Key Details of the NCD Issue

The following table summarises the key terms and parameters of the NCD allotment as disclosed by the company:

Parameter: Details
Issue Size: ₹5,00,00,000/- (Indian Rupees Five Crore) – Series-A
Number of NCDs Allotted: 5,00,000
Face Value per NCD: INR 100/-
Listing Status: Unlisted
Date of Allotment: May 11, 2026
Date of Maturity: November 10, 2027
Tenure: 18 (Eighteen) months from the Date of Allotment
Coupon Rate (Series-A): 16% (Sixteen percent) per annum
Interest Payment Frequency: Quarterly
Date of Principal Repayment: November 10, 2027
Mode of Issuance: Private Placement

Security and Charge Details

The NCDs are secured by way of hypothecation on a pari-passu charge over the assets of the company. The security covers loans and advances, receivables, investments, current and other assets held by F MEC International Financial Services, created in favour of the Debenture Trustee as set out in the Debenture Trust Deed. The security is structured such that a cover of at least 100% of the outstanding principal amounts of the NCDs and interest thereon is maintained at all times until the Maturity Date. Assets specifically and exclusively charged in favour of certain existing charge holders are excluded from this security arrangement.

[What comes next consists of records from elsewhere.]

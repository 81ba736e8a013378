//! User options file: shape and loading

use crate::error::ConfigError;
use crate::fs::FileSystem;
use crate::rules::RuleTable;
use indexmap::IndexMap;
use serde::{Deserialize, Serialize};
use serde_json::Value;
use std::path::{Path, PathBuf};
use tracing::debug;

pub const DEFAULT_OPTIONS_FILE: &str = "derive.config.json";

/// Options as written by the user. Every field is optional.
#[derive(Debug, Clone, Default, PartialEq, Serialize, Deserialize)]
pub struct UserOptions {
    #[serde(default)]
    pub context: Option<PathBuf>,
    #[serde(default)]
    pub module: Option<ModuleOptions>,
    #[serde(default)]
    pub entry: Option<EntryOption>,
    #[serde(default)]
    pub output: Option<OutputOption>,
    #[serde(default)]
    pub plugins: Option<Vec<Value>>,
    /// Diagnostic-map mode.
    #[serde(default)]
    pub devtool: Option<String>,
    /// Pattern-keyed chains to prefetch before the build graph is walked.
    #[serde(default)]
    pub prefetch: Option<RuleTable>,
    /// Keys this crate does not interpret, passed through untouched.
    #[serde(flatten)]
    pub extra: IndexMap<String, Value>,
}

#[derive(Debug, Clone, Default, PartialEq, Serialize, Deserialize)]
pub struct ModuleOptions {
    #[serde(default)]
    pub loaders: Option<RuleTable>,
    #[serde(default, rename = "preLoaders")]
    pub pre_loaders: Option<RuleTable>,
}

#[derive(Debug, Clone, PartialEq, Serialize, Deserialize)]
#[serde(untagged)]
pub enum EntryPoints {
    Single(String),
    List(Vec<String>),
}

impl EntryPoints {
    pub fn into_vec(self) -> Vec<String> {
        match self {
            EntryPoints::Single(entry) => vec![entry],
            EntryPoints::List(entries) => entries,
        }
    }
}

/// `entry` as written: a path, a list, or named entry points.
#[derive(Debug, Clone, PartialEq, Serialize, Deserialize)]
#[serde(untagged)]
pub enum EntryOption {
    Points(EntryPoints),
    Named(IndexMap<String, EntryPoints>),
}

#[derive(Debug, Clone, Default, PartialEq, Serialize, Deserialize)]
pub struct OutputObject {
    #[serde(default)]
    pub path: Option<PathBuf>,
    #[serde(flatten)]
    pub rest: IndexMap<String, Value>,
}

/// `output` as written: a bare path or an object.
#[derive(Debug, Clone, PartialEq, Serialize, Deserialize)]
#[serde(untagged)]
pub enum OutputOption {
    Path(String),
    Object(OutputObject),
}

#[derive(Debug, Clone, Copy, PartialEq, Eq)]
enum OptionsFormat {
    Json,
    Yaml,
    Toml,
}

impl OptionsFormat {
    fn from_path(path: &Path) -> Option<Self> {
        match path.extension().and_then(|e| e.to_str()) {
            Some("json") => Some(OptionsFormat::Json),
            Some("yaml") | Some("yml") => Some(OptionsFormat::Yaml),
            Some("toml") => Some(OptionsFormat::Toml),
            _ => None,
        }
    }
}

/// Parses options text in the format implied by `path`'s extension.
pub fn parse_options(path: &Path, content: &str) -> Result<UserOptions, ConfigError> {
    let format = OptionsFormat::from_path(path)
        .ok_or_else(|| ConfigError::UnsupportedFormat(path.to_path_buf()))?;

    let invalid = |reason: String| ConfigError::InvalidOptions {
        path: path.to_path_buf(),
        reason,
    };

    match format {
        OptionsFormat::Json => serde_json::from_str(content).map_err(|e| invalid(e.to_string())),
        OptionsFormat::Yaml => serde_yaml::from_str(content).map_err(|e| invalid(e.to_string())),
        OptionsFormat::Toml => toml::from_str(content).map_err(|e| invalid(e.to_string())),
    }
}

/// Loads `reference` relative to `context`. A missing file is not an error.
pub fn load_options(
    fs: &dyn FileSystem,
    context: &Path,
    reference: &Path,
) -> Result<Option<UserOptions>, ConfigError> {
    let filename = context.join(reference);
    if !fs.exists(&filename) {
        debug!("No options file at {}, using defaults", filename.display());
        return Ok(None);
    }

    let content = fs
        .read_to_string(&filename)
        .map_err(|e| ConfigError::InvalidOptions {
            path: filename.clone(),
            reason: format!("{:#}", e),
        })?;

    debug!("Loading options from {}", filename.display());
    parse_options(&filename, &content).map(Some)
}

Default and Redemption Terms

In the event of a default in payment of interest and/or principal redemption on the due dates, an additional interest of 2% per annum over the Coupon Rate will be payable by the company for the defaulting period. The debentures shall be redeemed as per the terms mentioned under the Debenture Trust Deed. No special rights, interests, or privileges are attached to the instrument. The disclosure was signed and submitted by Ronika Dhall, Company Secretary and Compliance Officer (M.No.: A39463), on behalf of F MEC International Financial Services Limited.

Historical Stock Returns for F Mec International Financial Services

1 Day5 Days1 Month6 Months1 Year5 Years
+5.00%0.0%0.0%0.0%0.0%+2,172.95%

How will F MEC International Financial Services deploy the ₹5 crore raised through this NCD issue, and which business segments are likely to benefit from this capital infusion?

Given the 16% coupon rate — significantly above typical market rates — what does this signal about the company's credit risk profile and its ability to attract institutional investors for future fundraising?

Will F MEC International Financial Services consider listing these NCDs on a recognized stock exchange in the future to improve liquidity for debenture holders, and what regulatory steps would that require?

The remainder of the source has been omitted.